连续几天,绳树都是独来独往,其他人除了上课连见都没见过他。
毕竟莫名其妙就成为了大家口中的风云人物,忍界天才,哪怕是小孩子说的玩笑话,也让绳树感觉到危机感。
而且小林明显就是个剧情触发的bug,万一自己和宇智波那帮红眼搞起来,只会越闹越大,所以绳树表示完全不想和小林再有交集,低调做人不香吗?
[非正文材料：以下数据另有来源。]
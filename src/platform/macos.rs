// Config: ~/Library/Application Support/Passgen

use std::env;
use std::path::PathBuf;

pub fn get_config_dir() -> PathBuf {
    PathBuf::from(env::var("HOME").unwrap_or_else(|_| String::from("/tmp")))
        .join("Library")
        .join("Application Support")
        .join("Passgen")
}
这天下课,绳树老样子快速从学校门口利用瞬身术来到了下一个街口,买了做晚餐用的鱼便回到家中。
将鱼处理好放在锅里炖上,绳树就来到了阁楼上。
阁楼中并没有什么太过贵重的东西,更别说什么飞雷神,秽土转生了,这些忍术哪怕是绳树这个嫡系也只有眼馋的份。
绳树到现在为止,除了求着纲手传授给他的几个忍术外,就完全是个忍盲,至于纲手的怪力术,那种对身体负担极大的刚派体术显然不是绳树的小身板能负担的起的。
不过阁楼中有一个巨大的卷轴,绳树拉开之后,咬破手指。
“逆通灵之术!”
“膨!”
绳树的身影消失,下一刻出现在一个有点阴森的树林中。
说是树林,其实更像是一层层皑皑白骨,其上悬挂着大量粘稠的液体,不过令人惊异的是别看那些液体很恶心,却发散着一股香甜的味道。
除了这些外,唯一的活物就是一只只肥肥胖胖的蛞蝓了。
没错,这里就是和妙木山、龙地洞并称为三大仙地之一的湿骨林!
相比大蛇丸和自来也自己找到的通灵圣地,湿骨林一直从初代就传下来了,绳树早在半年前就和湿骨林签订了契约。
“哎呦,是小绳树啊,又来训练了?真是勤奋呢!”
几只看到绳树的蛞蝓和绳树打着招呼。
绳树确实没事干就跑到湿骨林来,毕竟这里和妙木山一样,也充斥着大量的自然能量,仙人模式是自己迟早要掌握的力量,提前来适应适应也是不错的。
其次就是在村子里修行的话,手里剑这种东西还好说,像一些忍术在家里施展就多少有些不像话了。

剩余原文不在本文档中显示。